Entries provided.
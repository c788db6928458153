use std::fmt;

use url::Url;

#[derive(Debug, Clone, PartialEq, Eq)]
/// A client credential or endpoint value was rejected at construction.
pub enum ConfigError {
    Empty { field: &'static str },
    InvalidApiKey,
    InvalidBaseUrl { input: String, reason: &'static str },
}

impl fmt::Display for ConfigError {
    fn fmt(&self, f: &mut fmt::Formatter<'_>) -> fmt::Result {
        match self {
            Self::Empty { field } => write!(f, "{field} must not be empty"),
            Self::InvalidApiKey => f.write_str("api key contains characters not allowed in a header"),
            Self::InvalidBaseUrl { input, reason } => {
                write!(f, "invalid base URL {input:?}: {reason}")
            }
        }
    }
}

impl std::error::Error for ConfigError {}

#[derive(Clone, PartialEq, Eq, Hash)]
/// Per-tenant API key, sent as `Authorization: App <key>`.
///
/// Invariant: non-empty after trimming, visible ASCII only. `Debug` never prints the key.
pub struct ApiKey(String);

impl ApiKey {
    pub const FIELD: &'static str = "api_key";

    /// Scheme prefix of the `Authorization` header.
    pub const SCHEME: &'static str = "App";

    /// Create a validated [`ApiKey`].
    pub fn new(value: impl Into<String>) -> Result<Self, ConfigError> {
        let value = value.into();
        let trimmed = value.trim();
        if trimmed.is_empty() {
            return Err(ConfigError::Empty { field: Self::FIELD });
        }
        if !trimmed.bytes().all(|b| b.is_ascii_graphic()) {
            return Err(ConfigError::InvalidApiKey);
        }
        Ok(Self(trimmed.to_owned()))
    }

    /// Borrow the key.
    pub fn as_str(&self) -> &str {
        &self.0
    }

    /// Value of the `Authorization` header.
    pub fn authorization(&self) -> String {
        format!("{} {}", Self::SCHEME, self.0)
    }
}

impl fmt::Debug for ApiKey {
    fn fmt(&self, f: &mut fmt::Formatter<'_>) -> fmt::Result {
        f.write_str("ApiKey(***)")
    }
}

#[derive(Debug, Clone, PartialEq, Eq, Hash)]
/// Tenant base URL, e.g. `https://xxxxx.api.infobip.com`.
///
/// Invariant: absolute `http`/`https` URL with a host and no path, query or fragment.
/// Stored without a trailing `/`. A bare host gets `https://` prepended.
pub struct BaseUrl(String);

impl BaseUrl {
    pub const FIELD: &'static str = "base_url";

    /// Create a validated [`BaseUrl`].
    pub fn new(value: impl Into<String>) -> Result<Self, ConfigError> {
        let value = value.into();
        let trimmed = value.trim();
        if trimmed.is_empty() {
            return Err(ConfigError::Empty { field: Self::FIELD });
        }

        let candidate = if trimmed.contains("://") {
            trimmed.to_owned()
        } else {
            format!("https://{trimmed}")
        };
        let invalid = |reason| ConfigError::InvalidBaseUrl {
            input: trimmed.to_owned(),
            reason,
        };

        let url = Url::parse(&candidate).map_err(|_| invalid("not a URL"))?;
        if !matches!(url.scheme(), "http" | "https") {
            return Err(invalid("scheme must be http or https"));
        }
        if url.host_str().is_none_or(str::is_empty) {
            return Err(invalid("missing host"));
        }
        if url.path() != "/" || url.query().is_some() || url.fragment().is_some() {
            return Err(invalid("must not have a path, query or fragment"));
        }

        Ok(Self(candidate.trim_end_matches('/').to_owned()))
    }

    pub fn as_str(&self) -> &str {
        &self.0
    }

    /// `base + "/" + path`, with one separator regardless of a leading `/` in `path`.
    pub fn join(&self, path: &str) -> String {
        format!("{}/{}", self.0, path.trim_start_matches('/'))
    }
}

impl fmt::Display for BaseUrl {
    fn fmt(&self, f: &mut fmt::Formatter<'_>) -> fmt::Result {
        f.write_str(&self.0)
    }
}

#[cfg(test)]
mod tests {
    use super::*;

    #[test]
    fn api_key_trims_and_rejects_empty() {
        let key = ApiKey::new("  secret-key ").unwrap();
        assert_eq!(key.as_str(), "secret-key");
        assert_eq!(key.authorization(), "App secret-key");
        assert_eq!(
            ApiKey::new("   "),
            Err(ConfigError::Empty {
                field: ApiKey::FIELD
            })
        );
        assert_eq!(ApiKey::new("abc\ndef"), Err(ConfigError::InvalidApiKey));
    }

    #[test]
    fn api_key_debug_is_redacted() {
        let key = ApiKey::new("secret-key").unwrap();
        assert_eq!(format!("{key:?}"), "ApiKey(***)");
    }

    #[test]
    fn base_url_normalizes() {
        let url = BaseUrl::new("https://xyz.api.infobip.com/").unwrap();
        assert_eq!(url.as_str(), "https://xyz.api.infobip.com");

        let url = BaseUrl::new("xyz.api.infobip.com").unwrap();
        assert_eq!(url.as_str(), "https://xyz.api.infobip.com");

        let url = BaseUrl::new("http://127.0.0.1:8080").unwrap();
        assert_eq!(url.join("/sms/1/logs"), "http://127.0.0.1:8080/sms/1/logs");
        assert_eq!(url.join("sms/1/logs"), "http://127.0.0.1:8080/sms/1/logs");
    }

    #[test]
    fn base_url_rejects_paths_and_other_schemes() {
        assert!(BaseUrl::new("").is_err());
        assert!(BaseUrl::new("https://xyz.api.infobip.com/v1").is_err());
        assert!(BaseUrl::new("https://xyz.api.infobip.com?x=1").is_err());
        assert!(BaseUrl::new("ftp://xyz.api.infobip.com").is_err());
    }

    #[test]
    fn config_error_messages_are_human_readable() {
        let err = ConfigError::Empty { field: "api_key" };
        assert_eq!(err.to_string(), "api_key must not be empty");

        let err = ConfigError::InvalidBaseUrl {
            input: "x".to_owned(),
            reason: "missing host",
        };
        assert_eq!(err.to_string(), "invalid base URL \"x\": missing host");
    }
}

What this task involves.
Give the number of lines in the entries that contain the word "contains", with no other text.

Exercise answer.
2